Le problème n’est plus porté sur la découverte, ces personnes vous connaissent, mais plutôt sur l’ampleur démesuré de leur présence, le temps n’en finit plus. Ils s’introduisent car ils n’en sortent plus. Ils créent un malaise acidulé car ils marquent en même temps ce besoin de l’autre, de cette proximité qui nous rappelle que certaines choses n’ont pas changé. Mais ils témoignent aussi, inlassablement, que le temps n’a plus de fin. Si vous les avez invités à rentrer dans votre vie il y a déjà des années, il y a certains moments qui ne peuvent se vivre que seuls. Il serait donc bon de se rappeler que l’invitation tient toujours, juste de temps en temps, on franchit la porte, on se remémore que l’on partage ce qui ne sont que des habitudes, de simples gestes, des objets, des mots choisis, non forcés ou obligés.

La tension, c’est aussi quand l’espace se rétrécit, qu’il se confine pour ne voir nos semblables finalement que comme des intrus.
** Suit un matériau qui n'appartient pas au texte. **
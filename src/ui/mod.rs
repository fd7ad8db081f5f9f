//! User interface module - interaction (prompts) and formatting.
//!
//! Separates concerns:
//! - `formatter` - Pure formatting functions
//! - This module - the terminal-backed [Interaction] used by the credential flow

use console::Term;

use crate::auth::Interaction;
use crate::error::Result;

pub mod formatter;

pub use formatter::{
    display_bump, display_error, display_labels, display_report, display_status, display_success,
};

/// Prompts on the controlling terminal.
///
/// Prompts and messages go to stderr so stdout stays free for reports.
pub struct ConsoleInteraction {
    term: Term,
}

impl ConsoleInteraction {
    pub fn new() -> Self {
        ConsoleInteraction {
            term: Term::stderr(),
        }
    }

    /// Whether a user can answer prompts at all
    pub fn is_interactive(&self) -> bool {
        self.term.is_term()
    }

    fn ask(&self, text: &str, secret: bool) -> Result<Option<String>> {
        self.term.write_str(&format!("{}: ", text))?;
        let input = if secret {
            self.term.read_secure_line()?
        } else {
            self.term.read_line()?
        };
        let input = input.trim();
        Ok(if input.is_empty() {
            None
        } else {
            Some(input.to_string())
        })
    }
}

impl Default for ConsoleInteraction {
    fn default() -> Self {
        Self::new()
    }
}

impl Interaction for ConsoleInteraction {
    fn echo(&mut self, message: &str) {
        if self.term.write_line(message).is_err() {
            tracing::debug!(message, "could not write to terminal");
        }
    }

    fn prompt(&mut self, text: &str) -> Result<Option<String>> {
        self.ask(text, false)
    }

    fn prompt_secret(&mut self, text: &str) -> Result<Option<String>> {
        self.ask(text, true)
    }

    /// Accepts "y"/"yes" and "n"/"no" (case-insensitive); Enter picks `default`
    fn confirm(&mut self, text: &str, default: bool) -> Result<bool> {
        let hint = if default { "Y/n" } else { "y/N" };
        loop {
            self.term.write_str(&format!("{} ({}): ", text, hint))?;
            let response = self.term.read_line()?.trim().to_lowercase();
            match response.as_str() {
                "" => return Ok(default),
                "y" | "yes" => return Ok(true),
                "n" | "no" => return Ok(false),
                _ => self.term.write_line("Please answer 'y' or 'n'.")?,
            }
        }
    }
}
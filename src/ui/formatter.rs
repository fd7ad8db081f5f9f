//! Pure formatting functions for UI output.
//!
//! Each `display_*` function prints what the matching `format_*` function
//! renders, so the rendering itself is testable.

use crate::action::ActionReport;
use crate::domain::{Label, VersionBump};

/// Format and print an error message in red.
pub fn display_error(message: &str) {
    eprintln!("\x1b[31mERROR:\x1b[0m {}", message);
}

/// Format and print a success message with green checkmark.
pub fn display_success(message: &str) {
    println!("\x1b[32m✓\x1b[0m {}", message);
}

/// Format and print a status message with yellow arrow.
pub fn display_status(message: &str) {
    println!("\x1b[33m→\x1b[0m {}", message);
}

/// One line per label: full name, color and full description
pub fn format_labels(labels: &[Label]) -> String {
    let width = labels
        .iter()
        .map(|l| l.full_name.chars().count())
        .max()
        .unwrap_or(0);
    labels
        .iter()
        .map(|label| {
            format!(
                "  {:width$}  #{}  {}\n",
                label.full_name,
                label.color,
                label.full_description,
                width = width
            )
        })
        .collect()
}

/// Display the resolved labels of one categorization.
pub fn display_labels(categorization: &str, labels: &[Label]) {
    println!("\x1b[1mLabels of '{}':\x1b[0m", categorization);
    if labels.is_empty() {
        println!("  (none)");
    } else {
        print!("{}", format_labels(labels));
    }
}

pub fn format_bump(bump: Option<VersionBump>) -> String {
    match bump {
        Some(bump) => bump.to_string(),
        None => "none".to_string(),
    }
}

/// Display the version bump resolved from a set of type values.
pub fn display_bump(bump: Option<VersionBump>) {
    println!("{}", format_bump(bump));
}

fn names(labels: &[Label]) -> String {
    if labels.is_empty() {
        "-".to_string()
    } else {
        labels
            .iter()
            .map(|l| l.name.as_str())
            .collect::<Vec<_>>()
            .join(", ")
    }
}

pub fn format_report(report: &ActionReport) -> String {
    let mut out = format!(
        "\x1b[1mPull request #{}\x1b[0m {} ({})\n",
        report.pull_request.number, report.pull_request.title, report.repository
    );
    out.push_str(&format!(
        "  Issue:      #{} {} [{}]\n",
        report.issue.number, report.issue.title, report.branch.name
    ));
    out.push_str(&format!("  Types:      {}\n", names(&report.types)));
    out.push_str(&format!("  Components: {}\n", names(&report.components)));
    out.push_str(&format!("  Priorities: {}\n", names(&report.priorities)));
    if !report.unknown_labels.is_empty() {
        out.push_str(&format!(
            "  Other:      {}\n",
            report.unknown_labels.join(", ")
        ));
    }
    out.push_str(&format!("  Bump:       {}\n", format_bump(report.bump)));
    if let Some(next) = &report.next_version {
        out.push_str(&format!("  Next:       \x1b[32m{}\x1b[0m\n", next));
    }
    out
}

/// Display what the CI entry point resolved for a pull request.
pub fn display_report(report: &ActionReport) {
    print!("{}", format_report(report));
}

#[cfg(test)]
mod tests {
    use super::*;
    use crate::domain::CategorizationConfig;

    #[test]
    fn test_display_error() {
        // Visual verification test - output is printed to stderr
        display_error("test error");
    }

    #[test]
    fn test_format_labels_aligns_names() {
        let labels = CategorizationConfig::default().all_resolved("type").unwrap();
        let rendered = format_labels(&labels);

        assert_eq!(rendered.lines().count(), labels.len());
        assert!(rendered.contains("T: feat      #c5def5  Type: :tada: New Features"));
    }

    #[test]
    fn test_format_bump() {
        assert_eq!(format_bump(Some(VersionBump::Breaking)), "breaking");
        assert_eq!(format_bump(None), "none");
    }
}
//! CI entry point
//!
//! Runs the pull request pipeline: authenticate with the repository token,
//! open the checkout, resolve the repository, load the project config, read the triggering
//! event, resolve the issue branch, fetch the pull request and classify its
//! labels. Each step short-circuits on failure. Nothing is read from disk
//! before the token is accepted.

use crate::auth::{Interaction, SessionManager};
use crate::config::ProjectConfig;
use crate::domain::{
    bump_version, select_bump, Branch, CategorizationConfig, IssueBranch, Label, VersionBump,
    WebhookPayload,
};
use crate::error::{Result, UnicornError};
use crate::git::Repository;
use crate::github::{Connector, Issue, PullRequest, RepoSlug, Tracker};
use semver::Version;
use std::path::{Path, PathBuf};

/// Inputs of the CI entry point
///
/// Decoupled from clap so the pipeline can be driven from tests.
#[derive(Debug, Clone, Default, PartialEq)]
pub struct ActionArgs {
    /// Repository root holding `.unicorn.toml`
    pub prefix: PathBuf,

    pub repo_token: Option<String>,

    /// Path of the triggering event document
    pub event_path: Option<PathBuf>,

    /// Branch to use when HEAD is detached, as CI checkouts usually are
    pub head_ref: Option<String>,

    /// Custom API endpoint for the token
    pub endpoint: Option<String>,
}

/// Everything the pipeline learned about the pull request
#[derive(Debug, Clone, PartialEq)]
pub struct ActionReport {
    pub repository: RepoSlug,
    pub branch: IssueBranch,
    pub issue: Issue,
    pub pull_request: PullRequest,
    pub types: Vec<Label>,
    pub components: Vec<Label>,
    pub priorities: Vec<Label>,
    /// Pull request labels matching no categorization
    pub unknown_labels: Vec<String>,
    pub bump: Option<VersionBump>,
    /// Project version after applying `bump`
    pub next_version: Option<Version>,
}

/// Runs the pipeline against the checkout `open_repo` returns for
/// `args.prefix`, opened once the token is accepted
pub fn run<C, I, R, F>(
    args: &ActionArgs,
    sessions: &mut SessionManager<C, I>,
    open_repo: F,
) -> Result<ActionReport>
where
    C: Connector,
    I: Interaction,
    R: Repository,
    F: FnOnce(&Path) -> Result<R>,
{
    let token = args
        .repo_token
        .as_deref()
        .map(str::trim)
        .filter(|t| !t.is_empty())
        .ok_or_else(|| UnicornError::missing_parameter("repo-token"))?;

    let session = sessions.authenticate_with_token(token, args.endpoint.as_deref())?;
    let tracker = &session.tracker;

    let repo = open_repo(&args.prefix)?;
    let slug = tracker.repository(&repo.remote_slug()?)?.slug;
    tracing::debug!(repository = %slug, "resolved repository");

    let config = ProjectConfig::load(&args.prefix)?;

    let event_path = args
        .event_path
        .as_deref()
        .ok_or_else(|| UnicornError::missing_parameter("GITHUB_EVENT_PATH"))?;
    let payload = WebhookPayload::read(event_path)?;
    let pr_ref = payload.require_pull_request()?;

    let branch = current_issue_branch(&repo, args.head_ref.as_deref())?;
    let issue = tracker.issue(&slug, branch.issue_number)?;
    tracing::info!(issue = issue.number, branch = %branch.name, "resolved issue branch");

    let pull_request = tracker.pull_request(&slug, pr_ref.number)?;

    let classified = classify(&config.categorization, &pull_request.labels);
    let next_version = classified
        .bump
        .map(|bump| bump_version(&config.version, bump))
        .transpose()?;

    Ok(ActionReport {
        repository: slug,
        branch,
        issue,
        pull_request,
        types: classified.types,
        components: classified.components,
        priorities: classified.priorities,
        unknown_labels: classified.unknown_labels,
        bump: classified.bump,
        next_version,
    })
}

fn current_issue_branch<R: Repository>(repo: &R, head_ref: Option<&str>) -> Result<IssueBranch> {
    let name = match repo.current_branch()? {
        Some(name) => name,
        None => head_ref
            .filter(|h| !h.is_empty())
            .map(str::to_string)
            .ok_or_else(|| {
                UnicornError::NotAnIssueBranch(
                    "HEAD is detached and no head ref was given".to_string(),
                )
            })?,
    };
    Branch::parse(&name).into_issue_branch()
}

#[derive(Debug, Default)]
struct Classified {
    types: Vec<Label>,
    components: Vec<Label>,
    priorities: Vec<Label>,
    unknown_labels: Vec<String>,
    bump: Option<VersionBump>,
}

/// Sorts tracker labels into the three categorizations.
///
/// Labels are tried against `type`, then `component`, then `priority`.
fn classify(config: &CategorizationConfig, labels: &[String]) -> Classified {
    let mut classified = Classified::default();
    let mut bumps = Vec::new();

    for label in labels {
        if let Some(resolved) = config.type_.get_or_none(label) {
            bumps.push(resolved.value.version_bump);
            classified.types.push(resolved.to_label());
        } else if let Some(resolved) = config.component.get_or_none(label) {
            classified.components.push(resolved.to_label());
        } else if let Some(resolved) = config.priority.get_or_none(label) {
            classified.priorities.push(resolved.to_label());
        } else {
            classified.unknown_labels.push(label.clone());
        }
    }

    classified.bump = select_bump(bumps);
    classified
}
Tout est tellement similaire, sans cesse, sans début ni fin, tout reste tellement intact que nous étouffons. Ainsi, nous oscillons entre le logement refuge et le logement déjà habité. L’invasion de notre espace devient une première préoccupation. Notre sens du partage de l’espace est de facto revisité.

 

L’imaginaire à notre secours

Ainsi, nous sommes obligés, tous, de créer et façonner de nouveaux horizons afin d’élargir notre champ d’action. Et si un intrus c’était cette personne qui, en dépit du temps, malgré tout l’espace que vous pourriez lui donner, sera toujours une étrangère? Elle ne s’adapte pas et reste un fond discordant. Elle fait perdurer le malaise d’une première rencontre. Au fond, elle prend trop de place et c’est là le hic en confinement!